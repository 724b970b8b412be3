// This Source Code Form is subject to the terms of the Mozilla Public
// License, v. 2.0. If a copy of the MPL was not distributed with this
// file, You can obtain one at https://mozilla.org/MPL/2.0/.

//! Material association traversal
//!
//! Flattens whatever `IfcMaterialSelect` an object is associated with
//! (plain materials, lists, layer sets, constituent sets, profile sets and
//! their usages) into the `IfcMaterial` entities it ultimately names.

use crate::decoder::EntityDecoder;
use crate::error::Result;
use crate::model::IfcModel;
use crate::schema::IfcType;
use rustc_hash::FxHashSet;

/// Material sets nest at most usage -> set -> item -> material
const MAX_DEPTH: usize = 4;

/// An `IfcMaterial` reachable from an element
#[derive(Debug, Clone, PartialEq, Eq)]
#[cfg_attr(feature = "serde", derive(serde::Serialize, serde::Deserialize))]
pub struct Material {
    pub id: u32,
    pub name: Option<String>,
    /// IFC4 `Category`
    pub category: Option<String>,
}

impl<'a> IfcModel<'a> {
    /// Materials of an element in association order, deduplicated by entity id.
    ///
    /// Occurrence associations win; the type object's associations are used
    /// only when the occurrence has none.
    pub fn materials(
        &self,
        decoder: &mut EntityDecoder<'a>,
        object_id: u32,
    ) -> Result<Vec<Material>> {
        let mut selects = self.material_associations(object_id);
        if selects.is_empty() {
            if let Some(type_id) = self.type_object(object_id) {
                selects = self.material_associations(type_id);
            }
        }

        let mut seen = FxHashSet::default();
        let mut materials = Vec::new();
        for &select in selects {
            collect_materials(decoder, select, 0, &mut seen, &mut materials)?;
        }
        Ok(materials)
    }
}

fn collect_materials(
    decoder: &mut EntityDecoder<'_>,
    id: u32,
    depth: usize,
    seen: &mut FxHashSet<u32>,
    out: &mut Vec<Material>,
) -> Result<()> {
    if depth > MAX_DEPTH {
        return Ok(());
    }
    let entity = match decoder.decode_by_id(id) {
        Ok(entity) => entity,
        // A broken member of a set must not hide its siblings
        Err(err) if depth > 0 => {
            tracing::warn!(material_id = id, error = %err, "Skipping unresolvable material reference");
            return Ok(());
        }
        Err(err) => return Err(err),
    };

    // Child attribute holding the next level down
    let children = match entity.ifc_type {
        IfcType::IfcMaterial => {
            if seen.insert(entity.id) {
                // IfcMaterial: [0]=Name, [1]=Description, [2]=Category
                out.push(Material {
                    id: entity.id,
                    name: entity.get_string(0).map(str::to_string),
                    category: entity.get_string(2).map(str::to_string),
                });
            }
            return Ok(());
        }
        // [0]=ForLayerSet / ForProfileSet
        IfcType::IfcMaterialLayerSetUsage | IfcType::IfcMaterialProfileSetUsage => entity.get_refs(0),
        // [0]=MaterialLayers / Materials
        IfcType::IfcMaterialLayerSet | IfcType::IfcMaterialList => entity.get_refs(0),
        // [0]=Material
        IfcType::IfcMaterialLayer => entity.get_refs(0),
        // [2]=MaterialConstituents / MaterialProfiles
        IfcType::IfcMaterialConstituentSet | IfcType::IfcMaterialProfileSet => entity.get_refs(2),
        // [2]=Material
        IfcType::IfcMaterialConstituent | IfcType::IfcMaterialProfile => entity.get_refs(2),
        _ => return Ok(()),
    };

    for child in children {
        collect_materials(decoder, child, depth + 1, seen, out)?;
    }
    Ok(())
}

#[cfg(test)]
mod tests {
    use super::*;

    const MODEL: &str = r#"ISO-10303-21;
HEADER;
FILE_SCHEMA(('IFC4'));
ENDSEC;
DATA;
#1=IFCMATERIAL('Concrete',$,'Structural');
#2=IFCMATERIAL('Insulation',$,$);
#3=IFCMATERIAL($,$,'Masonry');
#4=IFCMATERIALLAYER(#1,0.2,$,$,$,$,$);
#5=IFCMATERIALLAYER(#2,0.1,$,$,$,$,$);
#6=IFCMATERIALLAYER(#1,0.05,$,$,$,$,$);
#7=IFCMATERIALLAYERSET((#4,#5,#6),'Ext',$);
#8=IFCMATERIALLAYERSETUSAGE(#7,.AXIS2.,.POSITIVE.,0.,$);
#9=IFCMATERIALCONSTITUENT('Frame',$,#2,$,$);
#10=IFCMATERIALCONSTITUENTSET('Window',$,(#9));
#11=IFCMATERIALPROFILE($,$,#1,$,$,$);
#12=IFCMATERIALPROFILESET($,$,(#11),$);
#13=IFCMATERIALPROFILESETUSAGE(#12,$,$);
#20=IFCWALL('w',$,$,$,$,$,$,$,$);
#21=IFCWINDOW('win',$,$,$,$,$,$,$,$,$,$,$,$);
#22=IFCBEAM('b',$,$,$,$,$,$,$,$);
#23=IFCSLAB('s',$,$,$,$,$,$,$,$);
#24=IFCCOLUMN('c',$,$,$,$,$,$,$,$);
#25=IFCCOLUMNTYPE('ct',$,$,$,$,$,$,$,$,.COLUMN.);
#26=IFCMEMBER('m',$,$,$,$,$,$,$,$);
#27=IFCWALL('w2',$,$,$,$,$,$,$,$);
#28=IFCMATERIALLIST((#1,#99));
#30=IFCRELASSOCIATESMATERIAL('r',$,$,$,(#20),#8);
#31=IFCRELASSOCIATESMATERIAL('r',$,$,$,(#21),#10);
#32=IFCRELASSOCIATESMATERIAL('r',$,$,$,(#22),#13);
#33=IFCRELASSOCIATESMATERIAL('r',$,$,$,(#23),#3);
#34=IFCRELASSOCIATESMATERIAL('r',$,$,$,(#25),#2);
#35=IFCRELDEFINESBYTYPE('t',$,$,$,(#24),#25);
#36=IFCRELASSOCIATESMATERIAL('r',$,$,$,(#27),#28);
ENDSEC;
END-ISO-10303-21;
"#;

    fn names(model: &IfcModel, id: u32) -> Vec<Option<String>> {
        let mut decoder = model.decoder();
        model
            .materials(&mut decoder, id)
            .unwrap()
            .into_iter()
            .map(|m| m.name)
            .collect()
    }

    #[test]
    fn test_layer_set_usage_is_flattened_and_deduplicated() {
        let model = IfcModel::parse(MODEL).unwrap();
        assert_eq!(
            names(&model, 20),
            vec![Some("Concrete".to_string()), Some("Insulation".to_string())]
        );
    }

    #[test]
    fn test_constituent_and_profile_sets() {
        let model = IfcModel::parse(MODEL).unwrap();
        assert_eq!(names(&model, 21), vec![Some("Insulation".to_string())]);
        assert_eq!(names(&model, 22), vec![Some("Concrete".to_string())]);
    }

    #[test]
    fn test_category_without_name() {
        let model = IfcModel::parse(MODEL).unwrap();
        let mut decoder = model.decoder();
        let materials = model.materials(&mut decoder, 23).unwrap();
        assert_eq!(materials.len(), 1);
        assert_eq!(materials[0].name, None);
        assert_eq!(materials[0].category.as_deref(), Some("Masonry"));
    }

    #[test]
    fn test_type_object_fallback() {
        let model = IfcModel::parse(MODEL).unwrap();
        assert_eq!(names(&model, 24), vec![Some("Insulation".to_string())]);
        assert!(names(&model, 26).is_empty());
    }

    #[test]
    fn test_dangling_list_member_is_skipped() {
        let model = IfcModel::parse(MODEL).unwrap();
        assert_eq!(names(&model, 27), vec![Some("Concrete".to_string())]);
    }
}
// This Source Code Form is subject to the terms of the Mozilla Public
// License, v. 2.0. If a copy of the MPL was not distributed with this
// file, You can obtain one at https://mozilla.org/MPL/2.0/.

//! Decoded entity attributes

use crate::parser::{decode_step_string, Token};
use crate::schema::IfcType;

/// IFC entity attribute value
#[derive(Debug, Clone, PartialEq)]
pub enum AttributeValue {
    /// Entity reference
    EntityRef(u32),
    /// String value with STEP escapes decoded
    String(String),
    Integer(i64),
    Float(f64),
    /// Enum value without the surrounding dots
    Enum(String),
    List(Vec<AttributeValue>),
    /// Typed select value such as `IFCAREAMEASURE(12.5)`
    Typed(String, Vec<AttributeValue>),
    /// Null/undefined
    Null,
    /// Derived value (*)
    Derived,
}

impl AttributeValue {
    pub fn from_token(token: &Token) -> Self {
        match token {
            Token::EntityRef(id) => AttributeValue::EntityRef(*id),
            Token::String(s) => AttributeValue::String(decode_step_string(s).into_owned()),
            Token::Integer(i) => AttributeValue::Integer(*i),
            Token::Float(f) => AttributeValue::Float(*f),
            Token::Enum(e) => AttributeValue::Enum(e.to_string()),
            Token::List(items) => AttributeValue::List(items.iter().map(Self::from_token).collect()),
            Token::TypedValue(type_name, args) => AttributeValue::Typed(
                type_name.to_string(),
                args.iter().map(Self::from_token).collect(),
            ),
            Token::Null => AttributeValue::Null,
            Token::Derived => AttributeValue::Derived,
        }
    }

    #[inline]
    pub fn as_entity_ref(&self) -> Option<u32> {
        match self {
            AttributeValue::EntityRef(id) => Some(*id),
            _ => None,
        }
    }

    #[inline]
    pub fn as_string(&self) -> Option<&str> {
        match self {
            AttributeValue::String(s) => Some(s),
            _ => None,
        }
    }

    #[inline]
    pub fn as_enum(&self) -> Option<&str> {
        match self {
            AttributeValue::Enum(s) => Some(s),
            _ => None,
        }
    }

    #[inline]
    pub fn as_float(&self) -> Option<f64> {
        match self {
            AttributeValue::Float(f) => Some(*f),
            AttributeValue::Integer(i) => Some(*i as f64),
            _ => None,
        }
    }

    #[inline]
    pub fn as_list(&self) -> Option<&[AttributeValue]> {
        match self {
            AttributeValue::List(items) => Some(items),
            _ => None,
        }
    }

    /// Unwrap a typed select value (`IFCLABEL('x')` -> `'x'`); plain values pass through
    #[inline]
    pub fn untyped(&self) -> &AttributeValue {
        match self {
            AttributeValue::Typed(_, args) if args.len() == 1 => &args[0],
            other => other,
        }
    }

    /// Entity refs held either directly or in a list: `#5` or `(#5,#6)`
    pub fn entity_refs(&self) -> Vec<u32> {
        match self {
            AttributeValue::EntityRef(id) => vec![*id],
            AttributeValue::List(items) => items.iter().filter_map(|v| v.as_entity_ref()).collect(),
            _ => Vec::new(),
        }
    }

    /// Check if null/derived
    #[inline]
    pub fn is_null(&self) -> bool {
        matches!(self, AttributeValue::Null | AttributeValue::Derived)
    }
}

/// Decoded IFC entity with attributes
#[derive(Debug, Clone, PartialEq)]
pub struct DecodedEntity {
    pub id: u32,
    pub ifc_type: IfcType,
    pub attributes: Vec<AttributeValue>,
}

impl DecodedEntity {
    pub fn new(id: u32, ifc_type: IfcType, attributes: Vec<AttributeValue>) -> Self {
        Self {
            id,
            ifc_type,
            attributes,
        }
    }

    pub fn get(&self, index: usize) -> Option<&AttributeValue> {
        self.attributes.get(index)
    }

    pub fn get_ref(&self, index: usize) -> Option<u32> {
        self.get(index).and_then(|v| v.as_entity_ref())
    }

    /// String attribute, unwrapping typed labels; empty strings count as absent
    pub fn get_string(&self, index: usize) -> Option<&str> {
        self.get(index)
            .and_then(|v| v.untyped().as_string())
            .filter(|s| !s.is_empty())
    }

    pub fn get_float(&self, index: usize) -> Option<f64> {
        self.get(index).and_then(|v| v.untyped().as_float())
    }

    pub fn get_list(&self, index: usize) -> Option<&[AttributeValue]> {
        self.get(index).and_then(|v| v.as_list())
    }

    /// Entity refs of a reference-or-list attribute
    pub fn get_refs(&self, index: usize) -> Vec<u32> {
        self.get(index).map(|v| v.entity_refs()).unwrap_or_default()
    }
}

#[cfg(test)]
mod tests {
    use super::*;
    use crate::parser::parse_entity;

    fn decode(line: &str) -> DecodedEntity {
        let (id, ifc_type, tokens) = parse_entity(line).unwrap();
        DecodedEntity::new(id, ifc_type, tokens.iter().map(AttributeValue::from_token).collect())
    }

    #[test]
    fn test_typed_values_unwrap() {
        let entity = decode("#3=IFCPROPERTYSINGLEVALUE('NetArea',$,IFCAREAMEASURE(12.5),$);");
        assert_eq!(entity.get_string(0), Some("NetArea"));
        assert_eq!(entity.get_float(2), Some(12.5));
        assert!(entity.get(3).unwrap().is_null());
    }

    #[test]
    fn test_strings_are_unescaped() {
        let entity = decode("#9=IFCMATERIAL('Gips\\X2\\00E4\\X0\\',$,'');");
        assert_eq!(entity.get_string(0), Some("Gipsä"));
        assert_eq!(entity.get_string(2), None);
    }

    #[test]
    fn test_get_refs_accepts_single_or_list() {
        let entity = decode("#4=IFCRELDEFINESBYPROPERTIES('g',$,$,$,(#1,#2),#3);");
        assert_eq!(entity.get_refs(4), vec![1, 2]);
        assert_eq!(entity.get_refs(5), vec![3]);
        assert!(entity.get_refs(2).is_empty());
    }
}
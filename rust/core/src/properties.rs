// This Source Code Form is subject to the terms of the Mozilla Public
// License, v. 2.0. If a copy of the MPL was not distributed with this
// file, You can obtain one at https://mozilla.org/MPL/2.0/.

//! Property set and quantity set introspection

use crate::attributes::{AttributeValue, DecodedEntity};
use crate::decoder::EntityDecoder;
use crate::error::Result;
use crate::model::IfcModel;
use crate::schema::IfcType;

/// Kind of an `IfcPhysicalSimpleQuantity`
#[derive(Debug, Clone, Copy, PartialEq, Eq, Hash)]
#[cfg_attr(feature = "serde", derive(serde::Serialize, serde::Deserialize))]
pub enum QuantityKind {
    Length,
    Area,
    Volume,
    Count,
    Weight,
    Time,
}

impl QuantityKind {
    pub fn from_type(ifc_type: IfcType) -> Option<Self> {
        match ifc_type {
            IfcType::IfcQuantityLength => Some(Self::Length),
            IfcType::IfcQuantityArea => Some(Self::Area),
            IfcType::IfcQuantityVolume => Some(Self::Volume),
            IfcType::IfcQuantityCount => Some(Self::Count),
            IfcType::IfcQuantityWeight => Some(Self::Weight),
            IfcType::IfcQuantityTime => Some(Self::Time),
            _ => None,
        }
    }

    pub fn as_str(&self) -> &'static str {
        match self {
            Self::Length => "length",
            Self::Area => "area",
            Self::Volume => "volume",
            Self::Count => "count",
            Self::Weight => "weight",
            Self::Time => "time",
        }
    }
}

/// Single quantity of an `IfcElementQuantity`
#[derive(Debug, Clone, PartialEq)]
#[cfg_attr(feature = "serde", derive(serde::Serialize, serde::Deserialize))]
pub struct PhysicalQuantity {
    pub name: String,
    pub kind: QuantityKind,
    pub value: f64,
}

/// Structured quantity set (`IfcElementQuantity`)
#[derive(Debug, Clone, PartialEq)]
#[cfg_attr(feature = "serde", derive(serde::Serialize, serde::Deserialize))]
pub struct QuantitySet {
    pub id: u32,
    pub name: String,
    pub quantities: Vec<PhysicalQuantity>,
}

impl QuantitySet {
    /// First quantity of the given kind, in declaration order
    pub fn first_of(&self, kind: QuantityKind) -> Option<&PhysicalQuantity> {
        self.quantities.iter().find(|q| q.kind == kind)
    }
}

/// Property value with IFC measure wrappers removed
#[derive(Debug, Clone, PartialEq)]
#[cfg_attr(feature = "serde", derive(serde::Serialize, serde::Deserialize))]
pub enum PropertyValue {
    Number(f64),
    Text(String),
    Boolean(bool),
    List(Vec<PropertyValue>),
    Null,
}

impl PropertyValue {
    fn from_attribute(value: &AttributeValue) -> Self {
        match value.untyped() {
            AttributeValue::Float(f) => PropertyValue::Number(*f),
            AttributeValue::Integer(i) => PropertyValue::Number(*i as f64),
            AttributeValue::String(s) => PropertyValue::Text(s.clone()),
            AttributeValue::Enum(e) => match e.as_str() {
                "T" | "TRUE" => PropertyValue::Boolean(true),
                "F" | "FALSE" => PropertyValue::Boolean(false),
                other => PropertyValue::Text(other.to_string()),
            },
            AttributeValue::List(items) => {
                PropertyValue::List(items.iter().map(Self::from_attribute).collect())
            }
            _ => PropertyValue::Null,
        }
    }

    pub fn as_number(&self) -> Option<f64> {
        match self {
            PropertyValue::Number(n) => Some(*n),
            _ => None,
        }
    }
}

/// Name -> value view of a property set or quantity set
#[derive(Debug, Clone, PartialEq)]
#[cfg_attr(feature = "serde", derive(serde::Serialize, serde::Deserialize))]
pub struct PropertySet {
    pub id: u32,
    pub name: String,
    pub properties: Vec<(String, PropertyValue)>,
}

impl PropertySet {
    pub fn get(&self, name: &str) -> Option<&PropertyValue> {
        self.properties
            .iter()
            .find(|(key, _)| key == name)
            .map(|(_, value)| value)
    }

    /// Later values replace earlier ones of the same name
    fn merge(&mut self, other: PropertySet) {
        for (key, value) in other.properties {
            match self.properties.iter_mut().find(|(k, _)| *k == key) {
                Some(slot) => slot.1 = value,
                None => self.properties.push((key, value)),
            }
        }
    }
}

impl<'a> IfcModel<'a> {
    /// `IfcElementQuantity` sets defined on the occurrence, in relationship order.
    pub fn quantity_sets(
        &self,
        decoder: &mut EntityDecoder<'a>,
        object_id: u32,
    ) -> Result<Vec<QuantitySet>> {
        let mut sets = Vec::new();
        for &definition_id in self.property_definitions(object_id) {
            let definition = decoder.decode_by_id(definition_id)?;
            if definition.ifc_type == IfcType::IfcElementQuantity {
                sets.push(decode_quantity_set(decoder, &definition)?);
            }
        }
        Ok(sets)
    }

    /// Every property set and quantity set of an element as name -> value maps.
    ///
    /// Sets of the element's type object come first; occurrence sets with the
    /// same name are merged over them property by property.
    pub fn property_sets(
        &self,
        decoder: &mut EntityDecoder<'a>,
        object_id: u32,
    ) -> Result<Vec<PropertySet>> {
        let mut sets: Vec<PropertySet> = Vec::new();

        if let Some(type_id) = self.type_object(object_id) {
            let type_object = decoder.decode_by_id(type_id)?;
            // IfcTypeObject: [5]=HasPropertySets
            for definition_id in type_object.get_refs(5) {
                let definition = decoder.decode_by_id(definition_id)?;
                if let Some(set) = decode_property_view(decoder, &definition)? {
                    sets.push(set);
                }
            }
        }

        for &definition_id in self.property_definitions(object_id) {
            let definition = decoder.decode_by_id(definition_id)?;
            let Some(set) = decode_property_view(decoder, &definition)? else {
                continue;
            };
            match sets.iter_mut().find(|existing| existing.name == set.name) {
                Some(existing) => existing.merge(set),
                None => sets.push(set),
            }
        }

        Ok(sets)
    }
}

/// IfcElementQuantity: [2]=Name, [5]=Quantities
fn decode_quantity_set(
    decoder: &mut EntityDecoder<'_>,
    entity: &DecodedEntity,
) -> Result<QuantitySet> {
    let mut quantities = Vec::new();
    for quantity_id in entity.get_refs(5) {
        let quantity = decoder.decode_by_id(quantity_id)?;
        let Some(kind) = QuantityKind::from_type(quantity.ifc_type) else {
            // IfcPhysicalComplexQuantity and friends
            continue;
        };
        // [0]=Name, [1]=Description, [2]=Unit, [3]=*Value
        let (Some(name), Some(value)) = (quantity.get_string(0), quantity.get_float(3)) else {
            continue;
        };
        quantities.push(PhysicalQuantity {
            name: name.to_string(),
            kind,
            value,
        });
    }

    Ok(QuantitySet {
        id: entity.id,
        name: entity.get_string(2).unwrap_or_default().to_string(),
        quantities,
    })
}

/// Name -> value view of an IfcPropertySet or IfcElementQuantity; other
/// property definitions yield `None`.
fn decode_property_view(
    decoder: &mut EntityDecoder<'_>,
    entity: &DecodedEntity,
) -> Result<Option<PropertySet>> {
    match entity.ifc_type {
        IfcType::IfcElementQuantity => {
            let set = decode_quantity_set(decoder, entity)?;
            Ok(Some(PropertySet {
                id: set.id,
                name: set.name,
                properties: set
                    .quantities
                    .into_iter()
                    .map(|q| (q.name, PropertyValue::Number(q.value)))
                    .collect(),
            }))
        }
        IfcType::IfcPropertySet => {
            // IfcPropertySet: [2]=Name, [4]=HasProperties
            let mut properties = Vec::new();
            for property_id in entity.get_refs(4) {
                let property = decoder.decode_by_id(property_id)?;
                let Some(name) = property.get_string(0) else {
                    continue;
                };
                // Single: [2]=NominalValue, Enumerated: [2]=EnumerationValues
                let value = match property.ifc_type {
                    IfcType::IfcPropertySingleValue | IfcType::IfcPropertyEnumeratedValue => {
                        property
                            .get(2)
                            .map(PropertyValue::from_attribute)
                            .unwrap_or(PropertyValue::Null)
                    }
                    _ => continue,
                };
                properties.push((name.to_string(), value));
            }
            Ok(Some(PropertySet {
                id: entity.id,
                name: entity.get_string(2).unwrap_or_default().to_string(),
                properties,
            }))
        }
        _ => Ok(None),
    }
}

○ ○ ○ ○

*Work order:*
From the entries above, extract only the lines running from the one containing "pub fn is_null(&self)" through the one containing "pub fn get(&self, index: usize)", inclusive.

*Answer to this problem:*
    pub fn is_null(&self) -> bool {
        matches!(self, AttributeValue::Null | AttributeValue::Derived)
    }
}

/// Decoded IFC entity with attributes
#[derive(Debug, Clone, PartialEq)]
pub struct DecodedEntity {
    pub id: u32,
    pub ifc_type: IfcType,
    pub attributes: Vec<AttributeValue>,
}

impl DecodedEntity {
    pub fn new(id: u32, ifc_type: IfcType, attributes: Vec<AttributeValue>) -> Self {
        Self {
            id,
            ifc_type,
            attributes,
        }
    }

    pub fn get(&self, index: usize) -> Option<&AttributeValue> {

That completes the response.